───── Supplied records ─────

use super::object::CodecRef;
use crate::core::{HookError, Result};
use lazy_static::lazy_static;
use std::collections::HashMap;
use std::sync::{Arc, RwLock};

/// Value of a declared constant member.
#[derive(Debug, Clone, PartialEq)]
pub enum ConstValue {
    Int(i64),
    Text(String),
    Bool(bool),
}

impl ConstValue {
    pub fn as_int(&self) -> Option<i64> {
        match self {
            Self::Int(value) => Some(*value),
            _ => None,
        }
    }
}

/// A named constant member together with its write-protection state.
///
/// `frozen` is the immutability guard. `hardened` means the runtime refuses to
/// lift the guard; a write to a still-frozen member is silently ignored, which
/// is exactly what the mutator's read-back check exists to catch.
#[derive(Clone)]
pub struct Constant {
    value: ConstValue,
    frozen: bool,
    hardened: bool,
}

impl Constant {
    pub fn value(&self) -> &ConstValue {
        &self.value
    }

    pub fn is_frozen(&self) -> bool {
        self.frozen
    }

    pub fn is_hardened(&self) -> bool {
        self.hardened
    }
}

/// Factory entry point that synthesizes a codec for a given version.
pub type CodecFactory = Arc<dyn Fn(i64) -> CodecRef + Send + Sync>;

/// A dynamically-resolved type: declared constants plus factory entry points.
pub struct StaticType {
    name: String,
    constants: RwLock<HashMap<String, Constant>>,
    factories: RwLock<HashMap<String, CodecFactory>>,
}

impl StaticType {
    pub fn new(name: &str) -> Self {
        Self {
            name: name.to_string(),
            constants: RwLock::new(HashMap::new()),
            factories: RwLock::new(HashMap::new()),
        }
    }

    /// Declare a plain, writable constant.
    pub fn with_constant(self, name: &str, value: ConstValue) -> Self {
        self.declare(name, value, false, false)
    }

    /// Declare a constant behind the immutability guard.
    pub fn with_frozen_constant(self, name: &str, value: ConstValue) -> Self {
        self.declare(name, value, true, false)
    }

    /// Declare a frozen constant whose guard the runtime refuses to lift.
    pub fn with_hardened_constant(self, name: &str, value: ConstValue) -> Self {
        self.declare(name, value, true, true)
    }

    fn declare(mut self, name: &str, value: ConstValue, frozen: bool, hardened: bool) -> Self {
        if let Ok(constants) = self.constants.get_mut() {
            constants.insert(
                name.to_string(),
                Constant {
                    value,
                    frozen,
                    hardened,
                },
            );
        }
        self
    }

    /// Expose a conventionally-named factory entry point.
    pub fn with_factory(mut self, name: &str, factory: CodecFactory) -> Self {
        if let Ok(factories) = self.factories.get_mut() {
            factories.insert(name.to_string(), factory);
        }
        self
    }

    pub fn into_ref(self) -> Arc<StaticType> {
        Arc::new(self)
    }

    pub fn name(&self) -> &str {
        &self.name
    }

    /// Snapshot of a declared constant, protection state included.
    pub fn lookup(&self, member: &str) -> Result<Option<Constant>> {
        Ok(self.constants.read()?.get(member).cloned())
    }

    pub fn constant_names(&self) -> Result<Vec<String>> {
        Ok(self.constants.read()?.keys().cloned().collect())
    }

    pub fn read(&self, member: &str) -> Result<Option<ConstValue>> {
        Ok(self
            .constants
            .read()?
            .get(member)
            .map(|constant| constant.value.clone()))
    }

    /// Attempt to lift the write protection on a member.
    ///
    /// Ok(true) when the member is writable afterwards. Hardened members keep
    /// their guard and report false.
    pub fn unfreeze(&self, member: &str) -> Result<bool> {
        let mut constants = self.constants.write()?;
        match constants.get_mut(member) {
            Some(constant) if constant.hardened => Ok(false),
            Some(constant) => {
                constant.frozen = false;
                Ok(true)
            }
            None => Err(HookError::MemberNotFound(
                member.to_string(),
                self.name.clone(),
            )),
        }
    }

    /// Write a member. A write to a still-frozen member is silently ignored.
    pub fn write(&self, member: &str, value: ConstValue) -> Result<()> {
        let mut constants = self.constants.write()?;
        match constants.get_mut(member) {
            Some(constant) => {
                if !constant.frozen {
                    constant.value = value;
                }
                Ok(())
            }
            None => Err(HookError::MemberNotFound(
                member.to_string(),
                self.name.clone(),
            )),
        }
    }

    pub fn factory(&self, name: &str) -> Result<Option<CodecFactory>> {
        Ok(self.factories.read()?.get(name).cloned())
    }
}

// Global type space shared with the host process
lazy_static! {
    static ref GLOBAL_TYPES: Arc<TypeSpace> = Arc::new(TypeSpace::new());
}

/// Registry of loaded types, keyed by fully-qualified name.
///
/// Which names are present depends entirely on the dependency build the host
/// happens to ship; resolution failure is an expected outcome, not an error.
pub struct TypeSpace {
    types: RwLock<HashMap<String, Arc<StaticType>>>,
}

impl TypeSpace {
    pub fn new() -> Self {
        Self {
            types: RwLock::new(HashMap::new()),
        }
    }

    /// Get the global type space shared across the process.
    pub fn global() -> &'static Arc<TypeSpace> {
        &GLOBAL_TYPES
    }

    pub fn register(&self, ty: Arc<StaticType>) -> Result<()> {
        self.types.write()?.insert(ty.name().to_string(), ty);
        Ok(())
    }

    pub fn resolve(&self, name: &str) -> Result<Option<Arc<StaticType>>> {
        Ok(self.types.read()?.get(name).cloned())
    }

    pub fn clear(&self) -> Result<()> {
        self.types.write()?.clear();
        Ok(())
    }
}

impl Default for TypeSpace {
    fn default() -> Self {
        Self::new()
    }
}

#[cfg(test)]
mod tests {
    use super::*;

    #[test]
    fn test_writable_constant() {
        let ty = StaticType::new("test::Limits").with_constant("CEILING", ConstValue::Int(10));

        ty.write("CEILING", ConstValue::Int(20)).unwrap();
        assert_eq!(ty.read("CEILING").unwrap(), Some(ConstValue::Int(20)));
    }

    #[test]
    fn test_frozen_constant_ignores_writes_until_unfrozen() {
        let ty =
            StaticType::new("test::Limits").with_frozen_constant("CEILING", ConstValue::Int(10));

        ty.write("CEILING", ConstValue::Int(20)).unwrap();
        assert_eq!(ty.read("CEILING").unwrap(), Some(ConstValue::Int(10)));

        assert!(ty.unfreeze("CEILING").unwrap());
        ty.write("CEILING", ConstValue::Int(20)).unwrap();
        assert_eq!(ty.read("CEILING").unwrap(), Some(ConstValue::Int(20)));
    }

    #[test]
    fn test_hardened_constant_never_unfreezes() {
        let ty =
            StaticType::new("test::Limits").with_hardened_constant("CEILING", ConstValue::Int(10));

        let snapshot = ty.lookup("CEILING").unwrap().unwrap();
        assert!(snapshot.is_frozen());
        assert!(snapshot.is_hardened());
        assert_eq!(snapshot.value(), &ConstValue::Int(10));

        assert!(!ty.unfreeze("CEILING").unwrap());
        ty.write("CEILING", ConstValue::Int(20)).unwrap();
        assert_eq!(ty.read("CEILING").unwrap(), Some(ConstValue::Int(10)));
    }

    #[test]
    fn test_missing_member_is_an_error() {
        let ty = StaticType::new("test::Limits");
        assert!(ty.write("CEILING", ConstValue::Int(1)).is_err());
        assert!(ty.unfreeze("CEILING").is_err());
        assert!(ty.read("CEILING").unwrap().is_none());
    }

    #[test]
    fn test_type_space_resolution() {
        let space = TypeSpace::new();
        space
            .register(StaticType::new("a::b::Widget").into_ref())
            .unwrap();

        assert!(space.resolve("a::b::Widget").unwrap().is_some());
        assert!(space.resolve("a::b::Missing").unwrap().is_none());

        space.clear().unwrap();
        assert!(space.resolve("a::b::Widget").unwrap().is_none());
    }
}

─────

For this exercise, copy each line from the listing above that has the word "HashMap".

* Solution *
use std::collections::HashMap;
    constants: RwLock<HashMap<String, Constant>>,
    factories: RwLock<HashMap<String, CodecFactory>>,
            constants: RwLock::new(HashMap::new()),
            factories: RwLock::new(HashMap::new()),
    types: RwLock<HashMap<String, Arc<StaticType>>>,
            types: RwLock::new(HashMap::new()),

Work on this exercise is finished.